Molecular cloning, isolation and characterisation of ERK3 gene from chewing-tobacco induced oral squamous cell carcinoma.

The mitogen activated serine/threonine kinases (MAPKs) constitute extracellular signal-regulated protein kinases (ERKs), c-Jun N-terminal kinases (JNKs) and p38 MAPK, with an important role in cell proliferation and transformation. Earlier studies from our laboratory had indicated a role for MAPK pathway in oral cancer. Our current study was aimed at examining the role of a MAPK-ERK3, in chewing-tobacco associated oral squamous cell carcinoma. We constructed a cDNA library from primary oral cancer tissue, cloned and isolated the ERK3 gene. The gene was sequenced and the sequence submitted to GenBank (Accession number AF420474).
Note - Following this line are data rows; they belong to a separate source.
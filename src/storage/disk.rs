use std::collections::HashMap;
use std::io::ErrorKind;
use std::path::{Path, PathBuf};
use std::time::SystemTime;

use async_trait::async_trait;
use serde_json::{Map, Value};
use tokio::fs;
use tokio::sync::Mutex;
use tracing::{debug, warn};

use crate::error::{StorageError, StorageResult};

use super::backend::{
    Document, DocumentBackend, Filter, FindOptions, IndexSpec, ScoredDocument, SumAggregate, ID_FIELD,
};
use super::collection::Collection;
use super::compression::CompressionManager;

const INDEXES_FILE: &str = "indexes.json";
const DOCUMENTS_DIR: &str = "documents";

/// Backend that keeps every collection in memory and writes each change
/// through to `<base>/<collection>/documents/<_id>.json[.gz]`.
///
/// Collections are loaded lazily on first access. Reloaded documents are
/// ordered by `_id`. Mutations are applied to a staged copy of the collection
/// and only become visible once the disk write has succeeded.
pub struct DiskStorage {
    base_path: PathBuf,
    compression: CompressionManager,
    collections: Mutex<HashMap<String, Collection>>,
}

impl DiskStorage {
    pub async fn new<P: AsRef<Path>>(base_path: P) -> StorageResult<Self> {
        let base_path = base_path.as_ref().to_owned();
        fs::create_dir_all(&base_path).await?;

        Ok(Self {
            base_path,
            compression: CompressionManager::new(false),
            collections: Mutex::new(HashMap::new()),
        })
    }

    pub fn with_compression(mut self, enabled: bool) -> Self {
        self.compression = CompressionManager::new(enabled);
        self
    }

    fn collection_path(&self, collection: &str) -> StorageResult<PathBuf> {
        check_component(collection)?;
        Ok(self.base_path.join(collection))
    }

    fn get_document_path(&self, collection: &str, id: &str, compressed: bool) -> StorageResult<PathBuf> {
        check_component(id)?;
        let extension = if compressed { "json.gz" } else { "json" };
        Ok(self
            .collection_path(collection)?
            .join(DOCUMENTS_DIR)
            .join(format!("{}.{}", id, extension)))
    }

    async fn load_collection(&self, collection: &str) -> StorageResult<Collection> {
        let collection_path = self.collection_path(collection)?;
        let documents_path = collection_path.join(DOCUMENTS_DIR);
        fs::create_dir_all(&documents_path).await?;

        let indexes_path = collection_path.join(INDEXES_FILE);
        let indexes: Vec<IndexSpec> = match fs::read(&indexes_path).await {
            Ok(raw) => serde_json::from_slice(&raw)?,
            Err(e) if e.kind() == ErrorKind::NotFound => Vec::new(),
            Err(e) => return Err(e.into()),
        };

        // A compression switch can leave both `.json` and `.json.gz` for an id.
        let mut by_id: HashMap<String, (SystemTime, Document)> = HashMap::new();
        let mut entries = fs::read_dir(&documents_path).await?;
        while let Some(entry) = entries.next_entry().await? {
            if !entry.file_type().await?.is_file() {
                continue;
            }
            let path = entry.path();
            let file_name = entry.file_name().to_string_lossy().into_owned();
            let raw = fs::read(&path).await?;
            let raw = if file_name.ends_with(".json.gz") {
                self.compression.decompress(&raw)?
            } else if file_name.ends_with(".json") {
                raw
            } else {
                continue;
            };
            let document: Document = serde_json::from_slice(&raw)?;
            let modified = entry.metadata().await?.modified()?;
            let id = document
                .get(ID_FIELD)
                .and_then(Value::as_str)
                .unwrap_or_default()
                .to_string();
            let newer = by_id.get(&id).map_or(true, |(seen, _)| modified > *seen);
            if newer {
                by_id.insert(id, (modified, document));
            }
        }
        let mut documents: Vec<(String, Document)> =
            by_id.into_iter().map(|(id, (_, document))| (id, document)).collect();
        documents.sort_by(|(a, _), (b, _)| a.cmp(b));
        let documents: Vec<Document> = documents.into_iter().map(|(_, document)| document).collect();

        debug!(collection, documents = documents.len(), indexes = indexes.len(), "loaded collection");
        Ok(Collection::from_parts(documents, indexes))
    }

    async fn loaded<'a>(
        &self,
        collections: &'a mut HashMap<String, Collection>,
        collection: &str,
    ) -> StorageResult<&'a mut Collection> {
        if !collections.contains_key(collection) {
            let loaded = self.load_collection(collection).await?;
            collections.insert(collection.to_string(), loaded);
        }
        collections
            .get_mut(collection)
            .ok_or_else(|| StorageError::Query(format!("collection {} unavailable", collection)))
    }

    async fn write_document(&self, collection: &str, document: &Document) -> StorageResult<()> {
        let id = document
            .get(ID_FIELD)
            .and_then(Value::as_str)
            .ok_or_else(|| StorageError::Query("stored document has no _id".to_string()))?;
        let compressed = self.compression.enabled();

        let data = self.compression.compress(&serde_json::to_vec(document)?)?;
        fs::write(self.get_document_path(collection, id, compressed)?, data).await?;

        // The new file is durable at this point; a stale copy under the other
        // compression setting loses to it on reload.
        if let Err(e) = remove_if_exists(&self.get_document_path(collection, id, !compressed)?).await {
            debug!(collection, id, error = %e, "stale document copy left in place");
        }
        Ok(())
    }

    async fn remove_document(&self, collection: &str, document: &Document) -> StorageResult<()> {
        let Some(id) = document.get(ID_FIELD).and_then(Value::as_str) else {
            return Ok(());
        };
        remove_if_exists(&self.get_document_path(collection, id, true)?).await?;
        remove_if_exists(&self.get_document_path(collection, id, false)?).await
    }

    async fn write_indexes(&self, collection: &str, indexes: &[IndexSpec]) -> StorageResult<()> {
        let path = self.collection_path(collection)?.join(INDEXES_FILE);
        fs::write(path, serde_json::to_vec_pretty(indexes)?).await?;
        Ok(())
    }
}

/// Collection names and ids become path components.
fn check_component(component: &str) -> StorageResult<()> {
    let valid = !component.is_empty()
        && component
            .chars()
            .all(|c| c.is_ascii_alphanumeric() || c == '-' || c == '_');
    if !valid {
        return Err(StorageError::Query(format!("invalid storage name: {:?}", component)));
    }
    Ok(())
}

async fn remove_if_exists(path: &Path) -> StorageResult<()> {
    match fs::remove_file(path).await {
        Ok(()) => Ok(()),
        Err(e) if e.kind() == ErrorKind::NotFound => Ok(()),
        Err(e) => {
            warn!(path = %path.display(), error = %e, "failed to remove document file");
            Err(e.into())
        }
    }
}

#[async_trait]
impl DocumentBackend for DiskStorage {
    async fn create_index(&self, collection: &str, index: &IndexSpec) -> StorageResult<()> {
        let mut collections = self.collections.lock().await;
        let target = self.loaded(&mut collections, collection).await?;
        let mut staged = target.clone();
        staged.create_index(index)?;
        self.write_indexes(collection, staged.indexes()).await?;
        *target = staged;
        Ok(())
    }

    async fn drop_index(&self, collection: &str, name: &str) -> StorageResult<()> {
        let mut collections = self.collections.lock().await;
        let target = self.loaded(&mut collections, collection).await?;
        let mut staged = target.clone();
        staged.drop_index(name)?;
        self.write_indexes(collection, staged.indexes()).await?;
        *target = staged;
        Ok(())
    }

    async fn list_indexes(&self, collection: &str) -> StorageResult<Vec<IndexSpec>> {
        let mut collections = self.collections.lock().await;
        let target = self.loaded(&mut collections, collection).await?;
        Ok(target.indexes().to_vec())
    }

    async fn insert_one(&self, collection: &str, document: Document) -> StorageResult<()> {
        let mut collections = self.collections.lock().await;
        let target = self.loaded(&mut collections, collection).await?;
        let mut staged = target.clone();
        let stored = staged.insert(document)?;
        self.write_document(collection, &stored).await?;
        *target = staged;
        Ok(())
    }

    async fn find_one(&self, collection: &str, filter: &Filter) -> StorageResult<Option<Document>> {
        let mut collections = self.collections.lock().await;
        let target = self.loaded(&mut collections, collection).await?;
        Ok(target.find_one(filter))
    }

    async fn find(&self, collection: &str, filter: &Filter, options: &FindOptions) -> StorageResult<Vec<Document>> {
        let mut collections = self.collections.lock().await;
        let target = self.loaded(&mut collections, collection).await?;
        Ok(target.find(filter, options))
    }

    async fn find_one_and_update(
        &self,
        collection: &str,
        filter: &Filter,
        changes: Map<String, Value>,
    ) -> StorageResult<Option<Document>> {
        let mut collections = self.collections.lock().await;
        let target = self.loaded(&mut collections, collection).await?;
        let mut staged = target.clone();
        let updated = staged.find_one_and_update(filter, changes)?;
        if let Some(document) = &updated {
            self.write_document(collection, document).await?;
            *target = staged;
        }
        Ok(updated)
    }

    async fn upsert_one(&self, collection: &str, filter: &Filter, document: Document) -> StorageResult<()> {
        let mut collections = self.collections.lock().await;
        let target = self.loaded(&mut collections, collection).await?;
        let mut staged = target.clone();
        let stored = staged.upsert(filter, document)?;
        self.write_document(collection, &stored).await?;
        *target = staged;
        Ok(())
    }

    async fn delete_one(&self, collection: &str, filter: &Filter) -> StorageResult<u64> {
        let mut collections = self.collections.lock().await;
        let target = self.loaded(&mut collections, collection).await?;
        let mut staged = target.clone();
        let removed = staged.delete(filter, Some(1));
        for document in &removed {
            self.remove_document(collection, document).await?;
        }
        *target = staged;
        Ok(removed.len() as u64)
    }

    async fn delete_many(&self, collection: &str, filter: &Filter) -> StorageResult<u64> {
        let mut collections = self.collections.lock().await;
        let target = self.loaded(&mut collections, collection).await?;
        let mut staged = target.clone();
        let removed = staged.delete(filter, None);
        for document in &removed {
            self.remove_document(collection, document).await?;
        }
        *target = staged;
        Ok(removed.len() as u64)
    }

    async fn text_search(
        &self,
        collection: &str,
        filter: &Filter,
        query: &str,
        limit: usize,
    ) -> StorageResult<Vec<ScoredDocument>> {
        let mut collections = self.collections.lock().await;
        let target = self.loaded(&mut collections, collection).await?;
        target.text_search(filter, query, limit)
    }

    async fn aggregate_sum(&self, collection: &str, filter: &Filter, field: &str) -> StorageResult<SumAggregate> {
        let mut collections = self.collections.lock().await;
        let target = self.loaded(&mut collections, collection).await?;
        Ok(target.aggregate_sum(filter, field))
    }
}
The oral cancer ERK3 clone demonstrated 100% homology to human ERK3 isolated from fetal skeletal muscle, with four specific nucleotide alterations in the non-coding region of the gene, comprising deletion of 'TTT' between 2701 and 2705 nt; 'G' to 'T' substitution at 188 nt; insertion of 'A' between 121 and 122 nt, and insertion of 'CTTTA' between 3391 and 3392 nt. Southern analysis of EcoRI genomic digests indicated ERK3 specific fragments of 11, 8.6, 6.5 and 3.2 kb sizes. The mRNA transcript analysis defined a single transcript of 4.5 kb. RT-PCR analysis revealed a three- to eight-fold increase in ERK3 expression in a majority (90%) of oral cancer tissues and peripheral blood cells (61.5%) of the patients, whereas absence or low levels of expression was observed in peripheral blood cells of 74% clinically normal healthy individuals with no tobacco habits, and overexpression in PBC from 26% normal individuals. The alterations in the non-coding region of ERK3 gene cloned from oral cancer tissue, may affect stability or regulation of mRNA, resulting in overexpression in the patient samples. The overexpression of the gene in the normal healthy individuals may be indicative of increased risk of developing oral cancers in this group.